Pelosi attacker was immersed in 2020 election conspiracies
Police haven't disclosed the motive in attack but Democrats point to toxic rhetoric.
SAN FRANCISCO — A man accused of breaking into the home of House Speaker Nancy Pelosi and attacking her husband inhabited a vivid and resentment-fueled world of conspiracy while living a fringe existence even by the standards of the open-minded San Francisco Bay Area.
David DePape, who is in custody and facing charges that include homicide and elder abuse for the attack on Paul Pelosi at the couple’s home, also appears to have embraced falsehoods about the outcome of the 2020 election and political conspiracies, according to his social media and online posts.
The connection to the election falsehoods promoted by former President Donald Trump and his supporters immediately led many to conclude that the 42-year-old DePape was motivated by politics — though police have not said what motivated him to break into the couple’s Pacific Heights house calling out “Where’s Nancy?” before dawn Friday.
“This attack is terrifying, and the direct result of toxic right-wing rhetoric and incitement against Speaker Pelosi and so many other progressive leaders,” said state Sen. Scott Wiener, a San Francisco Democrat who had encountered DePape before the attack. “Words have consequences, and without question, the GOP’s hate and extremism has bred political violence.”
Police said DePape wrestled a hammer from Pelosi inside their home in the Pacific Heights neighborhood and struck him several times. The 82-year-old husband of the speaker was hospitalized but expected to recover.
Until now, the suspect was known to be part of a group of pro-nudist activists based across the Bay in Berkeley.
A photo published by the San Francisco Chronicle, and released after his arrest, shows DePape presiding, fully clothed, over the wedding of otherwise nude activists outside City Hall in 2013.
The paper said he was known as a “father figure” in a Berkeley group home that included a well known nudist activist known as Gypsy Taub.
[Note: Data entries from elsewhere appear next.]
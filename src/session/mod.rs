//! Session store consumed by the reflection flow.
//!
//! The [`SessionStore`] trait mirrors the actions a UI store exposes
//! (`add_message`, `add_entity`, `show_friction`, ...). [`MemorySessionStore`]
//! keeps the current session in memory; durable persistence is the host's job.

use chrono::{DateTime, Utc};
use serde::{Deserialize, Serialize};
use tracing::{debug, info};
use uuid::Uuid;

use crate::error::{SessionError, SessionResult};

/// Who said a message.
#[derive(Debug, Clone, Copy, PartialEq, Eq, Serialize, Deserialize)]
#[serde(rename_all = "lowercase")]
pub enum MessageRole {
    User,
    Assistant,
}

/// A chat or voice-transcript message.
#[derive(Debug, Clone, PartialEq, Serialize, Deserialize)]
pub struct Message {
    pub id: String,
    pub role: MessageRole,
    pub content: String,
    pub created_at: DateTime<Utc>,
}

impl Message {
    /// Create a user message
    pub fn user(content: impl Into<String>) -> Self {
        Self::new(MessageRole::User, content)
    }

    /// Create an assistant message
    pub fn assistant(content: impl Into<String>) -> Self {
        Self::new(MessageRole::Assistant, content)
    }

    fn new(role: MessageRole, content: impl Into<String>) -> Self {
        Self {
            id: Uuid::new_v4().to_string(),
            role,
            content: content.into(),
            created_at: Utc::now(),
        }
    }
}

/// Kind of extracted entity.
#[derive(Debug, Clone, Copy, PartialEq, Eq, Hash, Serialize, Deserialize)]
#[serde(rename_all = "snake_case")]
pub enum EntityType {
    Problem,
    Emotion,
    Value,
    Action,
    Friction,
    Grease,
}

impl EntityType {
    /// Convert to string representation.
    pub fn as_str(&self) -> &'static str {
        match self {
            EntityType::Problem => "problem",
            EntityType::Emotion => "emotion",
            EntityType::Value => "value",
            EntityType::Action => "action",
            EntityType::Friction => "friction",
            EntityType::Grease => "grease",
        }
    }
}

/// Something extracted from the conversation and shown in the scene.
#[derive(Debug, Clone, PartialEq, Serialize, Deserialize)]
pub struct Entity {
    pub id: String,
    pub entity_type: EntityType,
    pub label: String,
    /// -1.0 (negative) to 1.0 (positive)
    pub valence: f64,
}

impl Entity {
    /// Create an entity with a fresh id; valence is clamped to [-1, 1].
    pub fn new(entity_type: EntityType, label: impl Into<String>, valence: f64) -> Self {
        Self {
            id: Uuid::new_v4().to_string(),
            entity_type,
            label: label.into(),
            valence: valence.clamp(-1.0, 1.0),
        }
    }
}

/// Directed link between two entities.
#[derive(Debug, Clone, PartialEq, Serialize, Deserialize)]
pub struct Connection {
    pub from: String,
    pub to: String,
    pub label: Option<String>,
}

/// Two competing entities grinding against each other.
#[derive(Debug, Clone, PartialEq, Serialize, Deserialize)]
pub struct FrictionPoint {
    pub id: String,
    pub description: String,
    pub entity_ids: Vec<String>,
    /// Set once grease has been applied
    pub grease: Option<String>,
}

/// A delivered breakthrough.
#[derive(Debug, Clone, PartialEq, Serialize, Deserialize)]
pub struct Breakthrough {
    pub friction: String,
    pub grease: String,
    pub insight: String,
    pub created_at: DateTime<Utc>,
}

/// One reflection session.
#[derive(Debug, Clone, PartialEq, Serialize, Deserialize)]
pub struct Session {
    pub id: String,
    pub entities: Vec<Entity>,
    pub connections: Vec<Connection>,
    pub friction_points: Vec<FrictionPoint>,
    pub messages: Vec<Message>,
    pub breakthroughs: Vec<Breakthrough>,
    pub started_at: DateTime<Utc>,
}

impl Session {
    fn new() -> Self {
        Self {
            id: Uuid::new_v4().to_string(),
            entities: Vec::new(),
            connections: Vec::new(),
            friction_points: Vec::new(),
            messages: Vec::new(),
            breakthroughs: Vec::new(),
            started_at: Utc::now(),
        }
    }

    /// User message texts, oldest first.
    pub fn user_history(&self) -> Vec<String> {
        self.messages
            .iter()
            .filter(|m| m.role == MessageRole::User)
            .map(|m| m.content.clone())
            .collect()
    }
}

/// Store actions the flow reads and writes through.
pub trait SessionStore: Send {
    /// Open a fresh session, discarding the current one. Returns its id.
    fn start_session(&mut self) -> String;

    /// Current session, if any.
    fn current_session(&self) -> Option<&Session>;

    fn add_message(&mut self, message: Message) -> SessionResult<()>;

    fn add_entity(&mut self, entity: Entity) -> SessionResult<String>;

    fn add_connection(&mut self, connection: Connection) -> SessionResult<()>;

    /// Record a friction point between entities. Returns the friction id.
    fn show_friction(&mut self, description: &str, entity_ids: Vec<String>)
        -> SessionResult<String>;

    fn apply_grease(&mut self, friction_id: &str, grease: &str) -> SessionResult<()>;

    fn trigger_breakthrough(&mut self, breakthrough: Breakthrough) -> SessionResult<()>;
}

/// In-memory [`SessionStore`].
#[derive(Debug, Default)]
pub struct MemorySessionStore {
    current: Option<Session>,
}

impl MemorySessionStore {
    /// Create a store with an open session.
    pub fn new() -> Self {
        let mut store = Self::default();
        store.start_session();
        store
    }

    fn session_mut(&mut self) -> SessionResult<&mut Session> {
        self.current.as_mut().ok_or(SessionError::NoActiveSession)
    }
}

impl SessionStore for MemorySessionStore {
    fn start_session(&mut self) -> String {
        let session = Session::new();
        let id = session.id.clone();
        info!(session_id = %id, "Session started");
        self.current = Some(session);
        id
    }

    fn current_session(&self) -> Option<&Session> {
        self.current.as_ref()
    }

    fn add_message(&mut self, message: Message) -> SessionResult<()> {
        let session = self.session_mut()?;
        debug!(role = ?message.role, len = message.content.len(), "Message added");
        session.messages.push(message);
        Ok(())
    }

    fn add_entity(&mut self, entity: Entity) -> SessionResult<String> {
        let session = self.session_mut()?;
        let id = entity.id.clone();
        debug!(entity_type = entity.entity_type.as_str(), label = %entity.label, "Entity added");
        session.entities.push(entity);
        Ok(id)
    }

    fn add_connection(&mut self, connection: Connection) -> SessionResult<()> {
        let session = self.session_mut()?;
        for id in [&connection.from, &connection.to] {
            if !session.entities.iter().any(|e| &e.id == id) {
                return Err(SessionError::EntityNotFound {
                    entity_id: id.clone(),
                });
            }
        }
        session.connections.push(connection);
        Ok(())
    }

    fn show_friction(
        &mut self,
        description: &str,
        entity_ids: Vec<String>,
    ) -> SessionResult<String> {
        let session = self.session_mut()?;
        let friction = FrictionPoint {
            id: Uuid::new_v4().to_string(),
            description: description.to_string(),
            entity_ids,
            grease: None,
        };
        let id = friction.id.clone();
        info!(friction_id = %id, "Friction shown");
        session.friction_points.push(friction);
        Ok(id)
    }

    fn apply_grease(&mut self, friction_id: &str, grease: &str) -> SessionResult<()> {
        let session = self.session_mut()?;
        let friction = session
            .friction_points
            .iter_mut()
            .find(|f| f.id == friction_id)
            .ok_or_else(|| SessionError::EntityNotFound {
                entity_id: friction_id.to_string(),
            })?;
        friction.grease = Some(grease.to_string());
        Ok(())
    }

    fn trigger_breakthrough(&mut self, breakthrough: Breakthrough) -> SessionResult<()> {
        let session = self.session_mut()?;
        info!(session_id = %session.id, "Breakthrough triggered");
        session.breakthroughs.push(breakthrough);
        Ok(())
    }
}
At the time of the wedding he was identified as a hemp jewelry maker. Wiener told the Chronicle that DePape was among a number of nude activists who protested around San Francisco in 2011 and 2012.
In more recent years, DePape has embraced the false claims that the November 2020 election was stolen, reposting on Facebook — in an account since removed from the platform — bogus claims by MyPillow CEO Mike Lindell and others associated with the campaign.
He reposted a video on YouTube denouncing the investigation into the Jan. 6 attack on the U.S. Capitol as a “farce,” according to CNN.
A blog featuring content authored by DePape offers a patchwork embrace of bigoted and fringe topics, including posts that feature anti-Semitic language, allege the existence of a “communist” agenda in schools and repeat many of the tropes of the online fever dream known as QAnon, which alleges without evidence that leading figures engage in pedophilia.
An archived page from another, now-defunct website also attributed to DePape suggests fury toward the government, the mainstream media and corporate powers, decrying “the elites/ruling class” and “the people who rule you” while warning “Tech giants and private industry” have become “so powerful they could single handedly silence the people.”
It was enough for many leading Democrats to conclude that toxic political rhetoric was behind the attack, even without authorities disclosing a motive. “While the motive is still unknown we know where this kind of violence is sanctioned and modeled,” Rep. Jackie Speier tweeted.